EXERCISE DESCRIPTION: Transcribe the lines from the start of the data below through the line with "use tracing::instrument;", word for word and nothing more.

Data records:
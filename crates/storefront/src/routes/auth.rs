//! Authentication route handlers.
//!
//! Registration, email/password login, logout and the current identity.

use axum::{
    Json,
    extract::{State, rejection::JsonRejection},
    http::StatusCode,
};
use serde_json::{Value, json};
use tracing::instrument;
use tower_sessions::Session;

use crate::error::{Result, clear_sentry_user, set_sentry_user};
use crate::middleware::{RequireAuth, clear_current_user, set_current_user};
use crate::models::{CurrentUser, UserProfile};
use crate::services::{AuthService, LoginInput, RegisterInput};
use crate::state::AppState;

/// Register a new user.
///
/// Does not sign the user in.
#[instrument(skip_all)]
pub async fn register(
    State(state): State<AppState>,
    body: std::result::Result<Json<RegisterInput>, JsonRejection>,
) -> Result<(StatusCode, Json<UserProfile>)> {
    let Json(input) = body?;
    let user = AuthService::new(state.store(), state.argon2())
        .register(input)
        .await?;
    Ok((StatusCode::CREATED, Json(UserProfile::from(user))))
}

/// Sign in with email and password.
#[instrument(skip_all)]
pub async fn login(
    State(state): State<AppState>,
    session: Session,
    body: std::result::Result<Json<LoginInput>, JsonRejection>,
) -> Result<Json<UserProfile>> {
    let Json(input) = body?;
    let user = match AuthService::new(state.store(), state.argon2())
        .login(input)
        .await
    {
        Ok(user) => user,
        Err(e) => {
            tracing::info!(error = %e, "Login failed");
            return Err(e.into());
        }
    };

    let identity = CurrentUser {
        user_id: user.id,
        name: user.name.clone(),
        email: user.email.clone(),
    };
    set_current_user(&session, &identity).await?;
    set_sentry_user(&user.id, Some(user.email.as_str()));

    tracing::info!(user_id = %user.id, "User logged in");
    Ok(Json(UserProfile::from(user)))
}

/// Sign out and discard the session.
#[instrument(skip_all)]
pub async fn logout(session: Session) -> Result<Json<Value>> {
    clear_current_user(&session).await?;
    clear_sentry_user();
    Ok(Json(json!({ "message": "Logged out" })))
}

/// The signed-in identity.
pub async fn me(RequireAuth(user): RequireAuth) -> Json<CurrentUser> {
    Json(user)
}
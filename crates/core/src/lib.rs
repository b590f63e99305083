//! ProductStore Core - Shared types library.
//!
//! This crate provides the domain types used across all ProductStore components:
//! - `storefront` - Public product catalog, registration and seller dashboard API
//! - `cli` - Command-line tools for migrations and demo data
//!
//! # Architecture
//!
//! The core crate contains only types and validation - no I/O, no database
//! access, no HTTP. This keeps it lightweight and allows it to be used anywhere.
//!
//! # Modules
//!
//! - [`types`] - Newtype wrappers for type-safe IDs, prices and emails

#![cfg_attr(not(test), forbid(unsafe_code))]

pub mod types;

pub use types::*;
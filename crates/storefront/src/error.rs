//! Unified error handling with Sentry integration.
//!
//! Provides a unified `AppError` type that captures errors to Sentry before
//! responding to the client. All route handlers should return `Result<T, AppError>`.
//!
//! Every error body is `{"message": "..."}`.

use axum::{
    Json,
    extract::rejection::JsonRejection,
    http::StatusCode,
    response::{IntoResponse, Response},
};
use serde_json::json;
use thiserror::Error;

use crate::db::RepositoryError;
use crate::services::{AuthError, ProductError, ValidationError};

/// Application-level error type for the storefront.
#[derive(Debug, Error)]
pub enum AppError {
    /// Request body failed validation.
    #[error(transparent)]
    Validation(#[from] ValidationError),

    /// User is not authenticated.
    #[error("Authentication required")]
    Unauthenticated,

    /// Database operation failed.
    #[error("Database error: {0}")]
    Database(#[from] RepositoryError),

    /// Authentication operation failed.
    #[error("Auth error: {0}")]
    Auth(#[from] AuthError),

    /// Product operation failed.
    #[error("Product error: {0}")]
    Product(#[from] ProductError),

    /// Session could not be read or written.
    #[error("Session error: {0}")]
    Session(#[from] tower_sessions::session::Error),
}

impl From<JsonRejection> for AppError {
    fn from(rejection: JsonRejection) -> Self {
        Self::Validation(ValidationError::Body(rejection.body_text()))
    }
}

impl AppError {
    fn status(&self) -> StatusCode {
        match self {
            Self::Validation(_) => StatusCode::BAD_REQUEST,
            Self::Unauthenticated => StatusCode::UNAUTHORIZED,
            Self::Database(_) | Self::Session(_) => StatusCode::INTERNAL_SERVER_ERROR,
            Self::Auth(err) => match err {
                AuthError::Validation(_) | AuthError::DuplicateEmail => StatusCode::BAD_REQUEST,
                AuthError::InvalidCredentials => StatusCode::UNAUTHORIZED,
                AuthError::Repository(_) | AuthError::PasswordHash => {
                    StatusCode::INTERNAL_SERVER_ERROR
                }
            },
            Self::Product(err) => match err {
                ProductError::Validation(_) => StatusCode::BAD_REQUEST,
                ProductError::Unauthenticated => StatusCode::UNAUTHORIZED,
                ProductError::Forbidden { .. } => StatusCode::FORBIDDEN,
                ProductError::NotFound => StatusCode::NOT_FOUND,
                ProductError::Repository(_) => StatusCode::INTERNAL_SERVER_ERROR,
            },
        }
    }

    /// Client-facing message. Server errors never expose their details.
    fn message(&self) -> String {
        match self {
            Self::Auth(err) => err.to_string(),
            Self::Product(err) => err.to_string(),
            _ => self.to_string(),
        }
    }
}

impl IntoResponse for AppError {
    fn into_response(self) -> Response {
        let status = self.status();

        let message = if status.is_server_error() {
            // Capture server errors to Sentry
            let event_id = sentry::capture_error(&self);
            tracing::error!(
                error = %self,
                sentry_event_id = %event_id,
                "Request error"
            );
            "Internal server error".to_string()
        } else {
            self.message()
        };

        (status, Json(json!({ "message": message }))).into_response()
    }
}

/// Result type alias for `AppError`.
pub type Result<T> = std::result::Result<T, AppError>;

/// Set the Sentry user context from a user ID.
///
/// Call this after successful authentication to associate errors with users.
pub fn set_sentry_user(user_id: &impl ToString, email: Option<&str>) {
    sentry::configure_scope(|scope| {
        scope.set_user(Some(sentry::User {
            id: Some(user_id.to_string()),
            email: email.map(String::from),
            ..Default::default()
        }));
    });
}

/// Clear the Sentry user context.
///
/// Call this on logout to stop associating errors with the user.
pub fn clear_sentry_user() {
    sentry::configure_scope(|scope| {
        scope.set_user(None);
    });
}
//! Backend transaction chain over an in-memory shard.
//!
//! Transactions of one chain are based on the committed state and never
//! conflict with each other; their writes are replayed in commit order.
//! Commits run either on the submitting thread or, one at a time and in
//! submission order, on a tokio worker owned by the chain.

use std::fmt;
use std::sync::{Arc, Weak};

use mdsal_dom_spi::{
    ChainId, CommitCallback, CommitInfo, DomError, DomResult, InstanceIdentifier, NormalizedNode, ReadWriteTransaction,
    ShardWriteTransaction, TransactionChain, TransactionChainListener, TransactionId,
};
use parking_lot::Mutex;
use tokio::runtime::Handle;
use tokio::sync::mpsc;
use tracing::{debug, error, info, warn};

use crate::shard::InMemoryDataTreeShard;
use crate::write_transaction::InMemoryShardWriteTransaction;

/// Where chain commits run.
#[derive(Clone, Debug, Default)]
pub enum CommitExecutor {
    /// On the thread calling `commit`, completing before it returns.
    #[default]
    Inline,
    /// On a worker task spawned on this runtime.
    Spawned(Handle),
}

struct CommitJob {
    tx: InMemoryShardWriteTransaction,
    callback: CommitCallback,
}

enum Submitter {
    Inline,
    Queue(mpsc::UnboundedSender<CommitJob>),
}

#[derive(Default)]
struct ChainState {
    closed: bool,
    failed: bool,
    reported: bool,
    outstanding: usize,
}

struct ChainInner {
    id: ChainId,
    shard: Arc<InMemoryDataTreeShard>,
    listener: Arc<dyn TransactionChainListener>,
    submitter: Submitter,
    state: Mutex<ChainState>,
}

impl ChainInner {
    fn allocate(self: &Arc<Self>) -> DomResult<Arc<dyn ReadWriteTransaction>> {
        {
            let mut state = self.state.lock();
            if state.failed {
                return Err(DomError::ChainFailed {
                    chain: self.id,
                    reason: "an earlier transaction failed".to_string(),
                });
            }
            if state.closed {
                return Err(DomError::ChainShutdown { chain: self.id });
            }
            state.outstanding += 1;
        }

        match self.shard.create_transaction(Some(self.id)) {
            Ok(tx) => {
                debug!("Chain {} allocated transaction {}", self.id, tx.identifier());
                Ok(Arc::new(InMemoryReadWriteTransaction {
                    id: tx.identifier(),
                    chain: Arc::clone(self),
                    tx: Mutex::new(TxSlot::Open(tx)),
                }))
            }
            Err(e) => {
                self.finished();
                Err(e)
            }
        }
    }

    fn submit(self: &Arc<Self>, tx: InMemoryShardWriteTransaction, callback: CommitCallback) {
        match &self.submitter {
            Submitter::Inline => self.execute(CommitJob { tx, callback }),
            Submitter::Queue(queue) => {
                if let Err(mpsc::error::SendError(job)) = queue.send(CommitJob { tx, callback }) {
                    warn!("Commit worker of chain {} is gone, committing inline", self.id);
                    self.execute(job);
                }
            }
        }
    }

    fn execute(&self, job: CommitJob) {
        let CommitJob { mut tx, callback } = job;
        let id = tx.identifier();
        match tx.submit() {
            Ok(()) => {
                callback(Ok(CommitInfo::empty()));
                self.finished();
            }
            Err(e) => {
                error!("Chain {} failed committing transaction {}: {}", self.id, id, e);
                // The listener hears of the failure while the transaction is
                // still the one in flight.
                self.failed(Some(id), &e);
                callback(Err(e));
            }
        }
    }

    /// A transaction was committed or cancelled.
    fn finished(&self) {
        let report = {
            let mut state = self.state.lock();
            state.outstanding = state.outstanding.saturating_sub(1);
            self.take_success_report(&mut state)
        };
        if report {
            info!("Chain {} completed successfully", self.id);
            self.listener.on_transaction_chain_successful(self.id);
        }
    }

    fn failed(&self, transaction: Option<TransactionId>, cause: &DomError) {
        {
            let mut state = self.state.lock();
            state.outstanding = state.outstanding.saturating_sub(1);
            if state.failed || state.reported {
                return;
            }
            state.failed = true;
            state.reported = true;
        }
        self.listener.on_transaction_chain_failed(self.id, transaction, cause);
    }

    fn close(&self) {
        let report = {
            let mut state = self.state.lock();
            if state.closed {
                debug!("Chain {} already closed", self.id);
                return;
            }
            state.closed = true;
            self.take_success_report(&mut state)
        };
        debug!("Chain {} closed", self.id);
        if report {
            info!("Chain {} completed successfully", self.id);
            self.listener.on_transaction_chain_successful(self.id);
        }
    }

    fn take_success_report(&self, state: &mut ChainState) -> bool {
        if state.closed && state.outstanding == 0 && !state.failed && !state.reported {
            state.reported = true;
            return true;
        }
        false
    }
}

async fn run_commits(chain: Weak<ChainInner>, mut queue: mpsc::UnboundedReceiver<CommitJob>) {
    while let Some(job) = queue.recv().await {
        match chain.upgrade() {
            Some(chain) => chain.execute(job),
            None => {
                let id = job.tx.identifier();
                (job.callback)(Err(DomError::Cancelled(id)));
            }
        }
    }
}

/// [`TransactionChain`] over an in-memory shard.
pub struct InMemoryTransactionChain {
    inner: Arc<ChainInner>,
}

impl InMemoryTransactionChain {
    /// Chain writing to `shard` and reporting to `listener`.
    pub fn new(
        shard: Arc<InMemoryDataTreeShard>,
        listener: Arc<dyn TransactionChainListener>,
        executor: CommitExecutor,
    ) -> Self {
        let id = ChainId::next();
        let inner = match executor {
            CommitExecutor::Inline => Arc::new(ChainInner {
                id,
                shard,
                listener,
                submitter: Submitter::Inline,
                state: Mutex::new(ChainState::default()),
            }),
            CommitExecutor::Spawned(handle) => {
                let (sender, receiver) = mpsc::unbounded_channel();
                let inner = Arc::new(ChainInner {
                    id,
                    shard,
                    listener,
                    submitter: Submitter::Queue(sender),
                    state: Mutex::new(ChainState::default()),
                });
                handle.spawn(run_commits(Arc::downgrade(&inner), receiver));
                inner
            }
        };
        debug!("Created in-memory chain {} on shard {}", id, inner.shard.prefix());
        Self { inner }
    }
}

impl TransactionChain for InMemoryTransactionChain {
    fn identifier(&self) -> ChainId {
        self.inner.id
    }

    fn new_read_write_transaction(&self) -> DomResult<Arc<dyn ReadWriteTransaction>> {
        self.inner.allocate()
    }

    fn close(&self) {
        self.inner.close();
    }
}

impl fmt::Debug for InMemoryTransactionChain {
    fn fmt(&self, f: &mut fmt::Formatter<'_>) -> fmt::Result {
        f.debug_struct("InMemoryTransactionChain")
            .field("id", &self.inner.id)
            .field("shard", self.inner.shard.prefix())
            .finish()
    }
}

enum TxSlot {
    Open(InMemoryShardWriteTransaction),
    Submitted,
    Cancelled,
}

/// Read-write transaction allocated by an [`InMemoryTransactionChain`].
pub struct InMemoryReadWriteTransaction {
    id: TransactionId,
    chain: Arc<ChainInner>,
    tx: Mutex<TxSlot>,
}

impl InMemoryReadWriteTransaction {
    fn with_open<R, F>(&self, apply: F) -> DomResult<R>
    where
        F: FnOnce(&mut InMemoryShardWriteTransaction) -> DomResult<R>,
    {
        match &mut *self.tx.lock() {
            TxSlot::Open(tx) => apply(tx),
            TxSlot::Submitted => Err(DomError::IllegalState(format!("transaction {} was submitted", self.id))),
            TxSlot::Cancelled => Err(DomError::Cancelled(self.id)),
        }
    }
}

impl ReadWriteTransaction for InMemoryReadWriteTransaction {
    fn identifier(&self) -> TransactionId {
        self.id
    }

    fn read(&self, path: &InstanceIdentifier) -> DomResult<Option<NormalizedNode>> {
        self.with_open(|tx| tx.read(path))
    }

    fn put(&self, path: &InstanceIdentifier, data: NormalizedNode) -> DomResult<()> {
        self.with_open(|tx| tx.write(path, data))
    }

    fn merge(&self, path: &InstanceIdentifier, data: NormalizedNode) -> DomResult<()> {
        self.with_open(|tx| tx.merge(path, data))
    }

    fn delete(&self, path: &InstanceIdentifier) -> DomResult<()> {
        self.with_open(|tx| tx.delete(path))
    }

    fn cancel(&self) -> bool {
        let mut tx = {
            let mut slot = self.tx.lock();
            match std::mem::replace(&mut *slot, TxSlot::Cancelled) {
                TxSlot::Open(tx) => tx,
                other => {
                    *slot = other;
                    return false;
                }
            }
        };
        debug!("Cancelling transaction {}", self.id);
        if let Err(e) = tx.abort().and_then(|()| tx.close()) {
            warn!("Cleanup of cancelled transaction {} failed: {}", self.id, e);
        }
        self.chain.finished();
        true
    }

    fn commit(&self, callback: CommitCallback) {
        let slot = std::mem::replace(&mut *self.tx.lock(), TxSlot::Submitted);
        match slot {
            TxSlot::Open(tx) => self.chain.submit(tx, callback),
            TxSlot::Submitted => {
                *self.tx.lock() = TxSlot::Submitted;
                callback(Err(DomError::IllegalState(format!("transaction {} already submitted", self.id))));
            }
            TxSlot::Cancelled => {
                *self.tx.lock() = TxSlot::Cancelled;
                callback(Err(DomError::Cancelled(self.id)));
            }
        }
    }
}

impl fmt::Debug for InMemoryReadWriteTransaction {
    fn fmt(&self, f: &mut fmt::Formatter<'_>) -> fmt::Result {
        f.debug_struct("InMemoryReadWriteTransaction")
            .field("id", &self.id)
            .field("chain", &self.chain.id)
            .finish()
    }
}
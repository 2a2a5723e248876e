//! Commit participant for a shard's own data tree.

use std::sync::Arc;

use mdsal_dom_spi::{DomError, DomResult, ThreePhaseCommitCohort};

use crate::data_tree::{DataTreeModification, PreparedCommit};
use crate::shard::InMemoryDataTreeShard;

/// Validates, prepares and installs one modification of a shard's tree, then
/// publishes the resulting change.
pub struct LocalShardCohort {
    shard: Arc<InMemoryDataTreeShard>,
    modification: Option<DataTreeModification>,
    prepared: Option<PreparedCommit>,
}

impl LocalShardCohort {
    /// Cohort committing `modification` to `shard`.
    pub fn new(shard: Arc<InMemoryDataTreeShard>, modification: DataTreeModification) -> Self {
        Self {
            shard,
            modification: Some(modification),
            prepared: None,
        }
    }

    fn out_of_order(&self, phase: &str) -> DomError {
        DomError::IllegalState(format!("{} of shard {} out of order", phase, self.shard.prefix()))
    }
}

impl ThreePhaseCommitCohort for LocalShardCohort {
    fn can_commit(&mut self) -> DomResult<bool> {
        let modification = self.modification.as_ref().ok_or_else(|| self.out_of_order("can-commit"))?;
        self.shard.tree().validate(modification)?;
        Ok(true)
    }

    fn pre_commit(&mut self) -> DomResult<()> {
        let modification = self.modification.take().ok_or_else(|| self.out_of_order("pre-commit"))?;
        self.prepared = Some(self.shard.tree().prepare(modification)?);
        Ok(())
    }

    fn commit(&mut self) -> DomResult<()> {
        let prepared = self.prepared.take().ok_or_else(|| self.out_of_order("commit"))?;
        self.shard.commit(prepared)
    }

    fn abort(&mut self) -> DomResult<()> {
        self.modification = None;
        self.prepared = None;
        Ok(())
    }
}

TASK SOLUTION:
filename crates/storefront/src/routes/auth.rs
//! Authentication route handlers.
//!
//! Registration, email/password login, logout and the current identity.

use axum::{
    Json,
    extract::{State, rejection::JsonRejection},
    http::StatusCode,
};
use serde_json::{Value, json};
use tracing::instrument;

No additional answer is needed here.